Nih Tentang Pencemaran Lingkungan Di Jawa Barat



PENCEMARAN LINGKUNGAN JAWA BARAT
Strategi Pengelolaan Lingkungan Propinsi Jawa Barat disusun dengan mengacu pada kebijakan nasional, dikaitkan dengan kepedulian wilayah (propinsi) setempat, dimaksudkan untuk memberi arahan kebijakan umum kepada pemerintah daerah agar dapat menindak lanjutinya kedalam kerangka program pengelolaan lingkungan. Tujuan penyusunan Strategi Lingkungan Propinsi Jawa Barat adalah untuk menunjang perbaikan dan peningkatan kualitas lingkungan dengan meningkatkan kemampuan pemerintah daerah dalam mengendalikan tingkat pencemaran melalui pengkajian kembali penyiapan instrumen kebijakan, strategi dan upaya-upaya yang akan dilaksanakan oleh masing-masing daerah dalam mengatasi masalah lingkungannya. Adapun proses penyusunannya adalah dengan melakukan identifikasi dan pengkajian ulang kondisi lingkungan regional dan lingkungan perkotaan terhadap permasalahan (issues I concerns) yang terjadi dalam konteks regional - lokal yang dilakukan bersama dengan stakeholders untuk kemudian merumuskan strategi penanganan lingkungan dan perolehan kesepakatan terhadap rencana tindak yang akan dilakukan mendatang.

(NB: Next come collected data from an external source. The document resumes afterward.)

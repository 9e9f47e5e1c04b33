//! API error types and the uniform error envelope.

use axum::http::StatusCode;
use axum::response::{IntoResponse, Response};
use axum::Json;
use serde::Serialize;
use thiserror::Error;

use vidsum_cache::CacheError;
use vidsum_models::ErrorKind;
use vidsum_storage::StorageError;

pub type ApiResult<T> = Result<T, ApiError>;

tokio::task_local! {
    /// Request id for the in-flight request, scoped by the request-id
    /// middleware so the envelope can echo it from anywhere.
    pub static REQUEST_ID: String;
}

#[derive(Debug, Error)]
pub enum ApiError {
    /// Structurally broken request (bad syntax, missing field)
    #[error("Bad request: {0}")]
    BadRequest(String),

    /// Well-formed but constraint-violating request
    #[error("Invalid argument: {0}")]
    Constraint(String),

    #[error("Not found: {0}")]
    NotFound(String),

    #[error("Upload timed out")]
    UploadTimeout,

    #[error("Payload too large (limit {0} bytes)")]
    TooLarge(u64),

    #[error("Unsupported type: {0}")]
    UnsupportedType(String),

    #[error("Rate limited")]
    RateLimited { retry_after_secs: u64 },

    #[error("Internal error: {0}")]
    Internal(String),

    #[error("Store error: {0}")]
    Store(#[from] vidsum_store::StoreError),
}

impl ApiError {
    pub fn bad_request(msg: impl Into<String>) -> Self {
        Self::BadRequest(msg.into())
    }

    pub fn constraint(msg: impl Into<String>) -> Self {
        Self::Constraint(msg.into())
    }

    pub fn not_found(msg: impl Into<String>) -> Self {
        Self::NotFound(msg.into())
    }

    pub fn internal(msg: impl Into<String>) -> Self {
        Self::Internal(msg.into())
    }

    fn status_code(&self) -> StatusCode {
        match self {
            ApiError::BadRequest(_) => StatusCode::BAD_REQUEST,
            ApiError::Constraint(_) => StatusCode::UNPROCESSABLE_ENTITY,
            ApiError::NotFound(_) => StatusCode::NOT_FOUND,
            ApiError::UploadTimeout => StatusCode::REQUEST_TIMEOUT,
            ApiError::TooLarge(_) => StatusCode::PAYLOAD_TOO_LARGE,
            ApiError::UnsupportedType(_) => StatusCode::UNSUPPORTED_MEDIA_TYPE,
            ApiError::RateLimited { .. } => StatusCode::TOO_MANY_REQUESTS,
            ApiError::Internal(_) | ApiError::Store(_) => StatusCode::INTERNAL_SERVER_ERROR,
        }
    }

    fn code(&self) -> ErrorKind {
        match self {
            ApiError::BadRequest(_) | ApiError::Constraint(_) => ErrorKind::InvalidArgument,
            ApiError::NotFound(_) => ErrorKind::NotFound,
            ApiError::UploadTimeout => ErrorKind::Timeout,
            ApiError::TooLarge(_) => ErrorKind::TooLarge,
            ApiError::UnsupportedType(_) => ErrorKind::UnsupportedType,
            ApiError::RateLimited { .. } => ErrorKind::TooManyRequests,
            ApiError::Internal(_) | ApiError::Store(_) => ErrorKind::Internal,
        }
    }
}

impl From<StorageError> for ApiError {
    fn from(e: StorageError) -> Self {
        match e {
            StorageError::InvalidName(name) => ApiError::Constraint(format!("file name: {}", name)),
            StorageError::UnsupportedType(what) => ApiError::UnsupportedType(what),
            StorageError::TooLarge { limit } => ApiError::TooLarge(limit),
            StorageError::Timeout => ApiError::UploadTimeout,
            StorageError::TooManyRequests => ApiError::RateLimited {
                retry_after_secs: 10,
            },
            StorageError::NotFound(what) => ApiError::NotFound(what),
            other => ApiError::Internal(other.to_string()),
        }
    }
}

impl From<CacheError> for ApiError {
    fn from(e: CacheError) -> Self {
        match e {
            CacheError::InvalidSource(msg) => ApiError::Constraint(msg),
            CacheError::Storage(storage) => ApiError::from(storage),
            CacheError::Store(store) => ApiError::Store(store),
        }
    }
}

/// The envelope every non-2xx response carries.
#[derive(Debug, Serialize)]
pub struct ErrorEnvelope {
    pub message: String,
    pub code: ErrorKind,
    pub status: u16,
    pub request_id: String,
    #[serde(skip_serializing_if = "Option::is_none")]
    pub detail: Option<String>,
    #[serde(skip_serializing_if = "Option::is_none")]
    pub errors: Option<Vec<String>>,
}

impl IntoResponse for ApiError {
    fn into_response(self) -> Response {
        let status = self.status_code();
        let request_id = REQUEST_ID.try_with(|id| id.clone()).unwrap_or_default();

        // Internal details stay out of production responses
        let message = match &self {
            ApiError::Internal(_) | ApiError::Store(_)
                if std::env::var("ENVIRONMENT").unwrap_or_default() == "production" =>
            {
                "An internal error occurred".to_string()
            }
            other => other.to_string(),
        };

        let detail = match &self {
            ApiError::RateLimited { retry_after_secs } => {
                Some(format!("retry after {}s", retry_after_secs))
            }
            _ => None,
        };

        let envelope = ErrorEnvelope {
            message,
            code: self.code(),
            status: status.as_u16(),
            request_id,
            detail,
            errors: None,
        };

        let mut response = (status, Json(envelope)).into_response();
        if let ApiError::RateLimited { retry_after_secs } = self {
            if let Ok(value) = retry_after_secs.to_string().parse() {
                response.headers_mut().insert("Retry-After", value);
            }
        }
        response
    }
}
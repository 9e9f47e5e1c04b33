//! Source download using yt-dlp.

use std::path::{Path, PathBuf};
use std::process::Stdio;
use std::time::Duration;

use serde::Deserialize;
use tokio::io::AsyncReadExt;
use tokio::process::Command;
use tokio::sync::watch;
use tracing::{debug, info, warn};

use crate::command::wait_with_limits;
use crate::error::{MediaError, MediaResult};

/// Metadata probed from a remote source without downloading it.
#[derive(Debug, Clone, Default)]
pub struct SourceMetadata {
    /// Duration in seconds, when the source advertises one
    pub duration: Option<f64>,
    /// Display title
    pub title: Option<String>,
    /// Extractor name (site), used for stable cache keys
    pub extractor: Option<String>,
    /// Extractor-scoped video id
    pub video_id: Option<String>,
    /// Whether manual or automatic subtitles are advertised
    pub has_subtitles: bool,
}

#[derive(Debug, Deserialize)]
struct YtDlpInfo {
    duration: Option<f64>,
    title: Option<String>,
    extractor_key: Option<String>,
    extractor: Option<String>,
    id: Option<String>,
    #[serde(default)]
    subtitles: serde_json::Map<String, serde_json::Value>,
    #[serde(default)]
    automatic_captions: serde_json::Map<String, serde_json::Value>,
}

/// Probe a URL for metadata (`yt-dlp -J`, no download).
pub async fn fetch_metadata(url: &str, timeout: Duration) -> MediaResult<SourceMetadata> {
    which::which("yt-dlp").map_err(|_| MediaError::YtDlpNotFound)?;

    debug!("Probing source metadata for {}", url);

    let output = run_ytdlp(
        |cmd| {
            cmd.args(["-J", "--no-download", "--no-warnings"]).arg(url);
        },
        timeout,
        None,
    )
    .await?;

    if !output.status.success() {
        let stderr = String::from_utf8_lossy(&output.stderr);
        return Err(MediaError::download_failed(format!(
            "yt-dlp probe failed: {}",
            stderr.lines().last().unwrap_or("Unknown error")
        )));
    }

    let info: YtDlpInfo = serde_json::from_slice(&output.stdout)?;
    Ok(SourceMetadata {
        duration: info.duration.filter(|d| *d > 0.0),
        title: info.title,
        extractor: info.extractor_key.or(info.extractor),
        video_id: info.id,
        has_subtitles: !info.subtitles.is_empty() || !info.automatic_captions.is_empty(),
    })
}

/// Download a video from a URL, capped at `max_size` bytes.
pub async fn download_video(
    url: &str,
    output_path: impl AsRef<Path>,
    max_size: u64,
    timeout: Duration,
    cancel: Option<watch::Receiver<bool>>,
) -> MediaResult<()> {
    let output_path = output_path.as_ref();
    which::which("yt-dlp").map_err(|_| MediaError::YtDlpNotFound)?;

    info!("Downloading video from {} to {}", url, output_path.display());

    let output = run_ytdlp(
        |cmd| {
            cmd.args([
                "-f",
                "bestvideo[ext=mp4]+bestaudio[ext=m4a]/best[ext=mp4]/best",
                "--max-filesize",
                &max_size.to_string(),
                "--no-playlist",
                "--no-warnings",
                "-o",
            ])
            .arg(output_path)
            .arg(url);
        },
        timeout,
        cancel,
    )
    .await?;

    if !output.status.success() {
        let stderr = String::from_utf8_lossy(&output.stderr);
        debug!("yt-dlp stderr: {}", stderr);
        // yt-dlp aborts with a distinctive message when --max-filesize trips
        if stderr.contains("File is larger than max-filesize")
            || stderr.contains("exceeds the maximum")
        {
            return Err(MediaError::TooLarge { limit: max_size });
        }
        return Err(MediaError::download_failed(format!(
            "yt-dlp failed: {}",
            stderr.lines().last().unwrap_or("Unknown error")
        )));
    }

    if !output_path.exists() {
        // A zero-status run without output also happens when the size cap
        // made yt-dlp skip the download.
        return Err(MediaError::download_failed("Output file not created"));
    }

    let file_size = output_path.metadata()?.len();
    info!(
        "Downloaded video: {} ({:.1} MB)",
        output_path.display(),
        file_size as f64 / (1024.0 * 1024.0)
    );

    Ok(())
}

/// Try to download subtitles for a URL into `out_dir`.
///
/// Prefers manual subtitles, falls back to automatic captions. Returns the
/// produced subtitle file, or `None` when the source has none; only
/// infrastructure problems surface as errors.
pub async fn download_subtitles(
    url: &str,
    out_dir: impl AsRef<Path>,
    max_size: u64,
    timeout: Duration,
    cancel: Option<watch::Receiver<bool>>,
) -> MediaResult<Option<PathBuf>> {
    let out_dir = out_dir.as_ref();
    which::which("yt-dlp").map_err(|_| MediaError::YtDlpNotFound)?;
    tokio::fs::create_dir_all(out_dir).await?;

    debug!("Fetching subtitles for {}", url);

    let template = out_dir.join("subtitle.%(ext)s");
    let output = run_ytdlp(
        |cmd| {
            cmd.args([
                "--write-subs",
                "--write-auto-subs",
                "--sub-langs",
                "en.*,en",
                "--convert-subs",
                "vtt",
                "--skip-download",
                "--no-playlist",
                "--no-warnings",
                "-o",
            ])
            .arg(&template)
            .arg(url);
        },
        timeout,
        cancel,
    )
    .await?;

    if !output.status.success() {
        let stderr = String::from_utf8_lossy(&output.stderr);
        warn!(
            "Subtitle download failed: {}",
            stderr.lines().last().unwrap_or("unknown")
        );
        return Ok(None);
    }

    let Some(path) = find_subtitle_file(out_dir).await? else {
        return Ok(None);
    };

    let size = path.metadata()?.len();
    if size > max_size {
        warn!(
            "Subtitle file {} exceeds cap ({} > {} bytes), discarding",
            path.display(),
            size,
            max_size
        );
        let _ = tokio::fs::remove_file(&path).await;
        return Ok(None);
    }

    Ok(Some(path))
}

/// First subtitle-looking file in a directory.
async fn find_subtitle_file(dir: &Path) -> MediaResult<Option<PathBuf>> {
    let mut entries = tokio::fs::read_dir(dir).await?;
    while let Some(entry) = entries.next_entry().await? {
        let path = entry.path();
        let ext = path
            .extension()
            .and_then(|e| e.to_str())
            .unwrap_or_default()
            .to_ascii_lowercase();
        if matches!(ext.as_str(), "vtt" | "srt" | "ass" | "ssa") {
            return Ok(Some(path));
        }
    }
    Ok(None)
}

/// Spawn yt-dlp with piped output and wait under timeout/cancellation.
async fn run_ytdlp<F>(
    configure: F,
    timeout: Duration,
    cancel: Option<watch::Receiver<bool>>,
) -> MediaResult<std::process::Output>
where
    F: FnOnce(&mut Command),
{
    let mut command = Command::new("yt-dlp");
    configure(&mut command);
    command
        .stdin(Stdio::null())
        .stdout(Stdio::piped())
        .stderr(Stdio::piped());

    let mut child = command.spawn()?;

    // Drain both pipes while waiting so the child never blocks on a full one.
    let mut stdout_pipe = child.stdout.take().expect("stdout not captured");
    let mut stderr_pipe = child.stderr.take().expect("stderr not captured");
    let stdout_task = tokio::spawn(async move {
        let mut buf = Vec::new();
        let _ = stdout_pipe.read_to_end(&mut buf).await;
        buf
    });
    let stderr_task = tokio::spawn(async move {
        let mut buf = Vec::new();
        let _ = stderr_pipe.read_to_end(&mut buf).await;
        buf
    });

    let status = wait_with_limits(&mut child, timeout, cancel, "yt-dlp").await?;
    let stdout = stdout_task.await.unwrap_or_default();
    let stderr = stderr_task.await.unwrap_or_default();

    Ok(std::process::Output {
        status,
        stdout,
        stderr,
    })
}
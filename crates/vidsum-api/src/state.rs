//! Application state.

use vidsum_cache::CacheCoordinator;
use vidsum_store::MetadataStore;
use vidsum_storage::UploadStore;

use crate::config::ApiConfig;

/// Shared application state.
#[derive(Clone)]
pub struct AppState {
    pub config: ApiConfig,
    pub store: MetadataStore,
    pub uploads: UploadStore,
    pub coordinator: CacheCoordinator,
}

impl AppState {
    pub fn new(
        config: ApiConfig,
        store: MetadataStore,
        uploads: UploadStore,
        coordinator: CacheCoordinator,
    ) -> Self {
        Self {
            config,
            store,
            uploads,
            coordinator,
        }
    }
}
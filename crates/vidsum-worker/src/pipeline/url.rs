//! URL branch: subtitle-first, fall back to download / extract / transcribe.

use std::path::Path;

use tokio::sync::watch;
use tracing::{debug, info, warn};

use vidsum_media::{
    download_subtitles, download_video, fetch_metadata, parse_subtitles, probe_media, MediaError,
};

use crate::context::{check_cancel, ProcessingContext, StageContext};
use crate::error::{WorkerError, WorkerResult};
use crate::pipeline::validate::{is_silent, subtitles_are_valid};
use crate::pipeline::{extract_audio_stage, finish_with_summary, transcribe_stage};

/// Run the URL branch into the staging directory.
pub async fn run_url_branch(
    ctx: &ProcessingContext,
    staging: &Path,
    url: &str,
    cancel: &watch::Receiver<bool>,
) -> WorkerResult<StageContext> {
    let mut stage = StageContext::new(url);
    check_cancel(cancel)?;

    // Stage 1: metadata. Failure is tolerated; the branch can still
    // download blind.
    match fetch_metadata(url, ctx.config.probe_timeout).await {
        Ok(meta) => {
            stage.duration = meta.duration;
            stage.source_name = meta.title;
            debug!(
                duration = ?stage.duration,
                has_subtitles = meta.has_subtitles,
                "Fetched source metadata"
            );
        }
        Err(e) => warn!("Metadata probe failed: {}", e),
    }

    // Stage 2: subtitles first.
    check_cancel(cancel)?;
    try_subtitles(ctx, staging, url, cancel, &mut stage).await?;

    // Stages 3-4: only when subtitles did not win.
    if stage.subtitles.is_none() {
        check_cancel(cancel)?;
        let video = staging.join("video.mp4");
        download_video(
            url,
            &video,
            ctx.config.video_max_size,
            ctx.config.download_timeout,
            Some(cancel.clone()),
        )
        .await?;
        if stage.duration.is_none() {
            if let Ok(info) = probe_media(&video).await {
                stage.duration = (info.duration > 0.0).then_some(info.duration);
            }
        }
        stage.video_path = Some(video.clone());

        check_cancel(cancel)?;
        let (wav, rms) = extract_audio_stage(ctx, &video, staging, cancel).await?;
        stage.audio_path = Some(wav.clone());

        check_cancel(cancel)?;
        let transcript = transcribe_stage(ctx, &wav, cancel).await?;
        stage.is_silent = is_silent(
            rms,
            ctx.config.rms_max,
            transcript.token_count(),
            stage.duration,
            ctx.config.tokens_per_min_min,
        );
        if stage.is_silent {
            info!("Source classified as silent (rms {:?})", rms);
        }
        stage.transcript = Some(transcript);
    }

    // Stages 5-6: summarize and emit artifacts.
    finish_with_summary(ctx, staging, &mut stage, cancel).await?;
    Ok(stage)
}

/// Attempt the subtitle shortcut. Fills `stage.subtitles` only when a
/// subtitle file was produced, parsed, and passed coverage validation.
async fn try_subtitles(
    ctx: &ProcessingContext,
    staging: &Path,
    url: &str,
    cancel: &watch::Receiver<bool>,
    stage: &mut StageContext,
) -> WorkerResult<()> {
    let downloaded = download_subtitles(
        url,
        staging,
        ctx.config.subtitle_max_size,
        ctx.config.subtitle_download_timeout,
        Some(cancel.clone()),
    )
    .await;

    let path = match downloaded {
        Ok(Some(path)) => path,
        Ok(None) => {
            debug!("No subtitles available for {}", url);
            return Ok(());
        }
        Err(MediaError::Cancelled) => return Err(WorkerError::Cancelled),
        // Subtitle trouble is never fatal on this branch; fall back to ASR
        Err(e) => {
            warn!("Subtitle download failed, falling back: {}", e);
            return Ok(());
        }
    };

    let content = match tokio::fs::read_to_string(&path).await {
        Ok(content) => content,
        Err(e) => {
            warn!("Could not read subtitle file, falling back: {}", e);
            let _ = tokio::fs::remove_file(&path).await;
            return Ok(());
        }
    };

    let parsed = match parse_subtitles(&content) {
        Ok(parsed) if !parsed.is_empty() => parsed,
        Ok(_) => {
            debug!("Subtitle file parsed to zero segments, falling back");
            let _ = tokio::fs::remove_file(&path).await;
            return Ok(());
        }
        Err(e) => {
            warn!("Subtitle parse failed, falling back: {}", e);
            let _ = tokio::fs::remove_file(&path).await;
            return Ok(());
        }
    };

    let coverage = stage.duration.map(|d| parsed.coverage(d));
    stage.subtitle_coverage = coverage;

    if subtitles_are_valid(coverage, ctx.config.coverage_min) {
        info!(coverage = ?coverage, "Subtitles valid, skipping transcription");
        stage.subtitles = Some(parsed);
        stage.subtitle_path = Some(path);
    } else {
        info!(
            coverage = ?coverage,
            min = ctx.config.coverage_min,
            "Subtitle coverage under threshold, falling back to transcription"
        );
        let _ = tokio::fs::remove_file(&path).await;
    }
    Ok(())
}
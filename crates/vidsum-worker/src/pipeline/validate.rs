//! Pure validation decisions for the pipeline.

/// Whether parsed subtitles are usable.
///
/// Coverage is the summed segment duration over the media duration. An
/// unknown duration defaults to valid (subtitle-first optimism); a coverage
/// exactly at the threshold is valid, strictly below is not.
pub fn subtitles_are_valid(coverage: Option<f64>, coverage_min: f64) -> bool {
    match coverage {
        None => true,
        Some(c) => c >= coverage_min,
    }
}

/// Whether extracted audio counts as silent.
///
/// Silent when the measured RMS amplitude is under the floor, or when the
/// transcript produced too few tokens for the known duration. Without a
/// known duration only the RMS signal applies.
pub fn is_silent(
    rms: Option<f64>,
    rms_max: f64,
    token_count: usize,
    duration_secs: Option<f64>,
    tokens_per_min_min: f64,
) -> bool {
    if let Some(rms) = rms {
        if rms < rms_max {
            return true;
        }
    }
    if let Some(duration) = duration_secs.filter(|d| *d > 0.0) {
        let tokens_per_min = token_count as f64 / (duration / 60.0);
        if tokens_per_min < tokens_per_min_min {
            return true;
        }
    }
    false
}
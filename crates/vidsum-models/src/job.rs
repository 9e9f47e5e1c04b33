//! Job records.

use chrono::{DateTime, Utc};
use serde::{Deserialize, Serialize};

use crate::id::{CacheKey, JobId};

/// Lifecycle state of a job.
#[derive(Debug, Clone, Copy, PartialEq, Eq, Hash, Serialize, Deserialize, Default)]
#[serde(rename_all = "snake_case")]
pub enum JobStatus {
    /// Waiting in the queue
    #[default]
    Pending,
    /// Being processed by a worker
    Running,
    /// Pipeline finished successfully
    Completed,
    /// Pipeline failed
    Failed,
}

impl JobStatus {
    pub fn as_str(&self) -> &'static str {
        match self {
            JobStatus::Pending => "pending",
            JobStatus::Running => "running",
            JobStatus::Completed => "completed",
            JobStatus::Failed => "failed",
        }
    }

    pub fn parse(s: &str) -> Option<Self> {
        match s {
            "pending" => Some(JobStatus::Pending),
            "running" => Some(JobStatus::Running),
            "completed" => Some(JobStatus::Completed),
            "failed" => Some(JobStatus::Failed),
            _ => None,
        }
    }

    pub fn is_terminal(&self) -> bool {
        matches!(self, JobStatus::Completed | JobStatus::Failed)
    }
}

impl std::fmt::Display for JobStatus {
    fn fmt(&self, f: &mut std::fmt::Formatter<'_>) -> std::fmt::Result {
        write!(f, "{}", self.as_str())
    }
}

/// One unit of pipeline work, owned by exactly one worker.
///
/// At most one non-terminal job exists per `cache_key`; a job terminates in
/// the same outcome as its cache entry.
#[derive(Debug, Clone, Serialize, Deserialize)]
pub struct JobRecord {
    pub job_id: JobId,
    pub cache_key: CacheKey,
    pub status: JobStatus,
    #[serde(skip_serializing_if = "Option::is_none")]
    pub error: Option<String>,
    pub created_at: DateTime<Utc>,
    pub updated_at: DateTime<Utc>,
}

impl JobRecord {
    /// Create a fresh pending job for a cache key.
    pub fn new(cache_key: CacheKey) -> Self {
        let now = Utc::now();
        Self {
            job_id: JobId::generate(),
            cache_key,
            status: JobStatus::Pending,
            error: None,
            created_at: now,
            updated_at: now,
        }
    }
}

#[cfg(test)]
mod tests {
    use super::*;

    #[test]
    fn test_new_job_is_pending() {
        let key = CacheKey::parse(&"cd".repeat(32)).unwrap();
        let job = JobRecord::new(key.clone());
        assert_eq!(job.status, JobStatus::Pending);
        assert_eq!(job.cache_key, key);
        assert!(JobId::parse(job.job_id.as_str()).is_ok());
    }

    #[test]
    fn test_status_round_trip() {
        for status in [
            JobStatus::Pending,
            JobStatus::Running,
            JobStatus::Completed,
            JobStatus::Failed,
        ] {
            assert_eq!(JobStatus::parse(status.as_str()), Some(status));
        }
        assert_eq!(JobStatus::parse("dead_lettered"), None);
    }
}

Isue lingkungan global, regional, dan nasional dijadikan titik tolak untuk mengidentifikasi permasalahan lingkungan yang telah muncul di Jawa Barat. Berdasarkan permasalahan (issue) lingkungan tersebut yang kemudian disebandingkan dengan kebijakan-kebijakan yang ada, baik pada tingkat nasional (Propenas, RTRW, Renstranas, Sarlita) maupun propinsi (Pola Dasar, Rencana Strategi Pembangunan, RTRWP, Propeda) sebagai rujukan, sehingga strategi yang disusun dapat berkesinambungan tanpa kesenjangan dengan kebijakan-kebijakan tersebut. Strategi Pengelolaan Lingkungan ini diharapkan menjadi arahan kebijakan umum atau untuk dijadikan acuan umum (guidance) rencana kegiatan berbagai sektor, sehingga memungkinkan partisipasi berbagai pihak terkait baik di tingkat propinsi, maupun kabupaten/kota di Jawa Barat. Strategi Pengelolaan Lingkungan Propinsi Jawa Barat dapat dijadikan payung bagi penyusunan strategi lingkungan di tingkat kabupaten/kota di Propinsi Jawa Barat serta dapat dijadikan acuan bagi para pihak berkepentingan (stakeholders) dalam menyusun rencana tidak Ian jut dan program aksi.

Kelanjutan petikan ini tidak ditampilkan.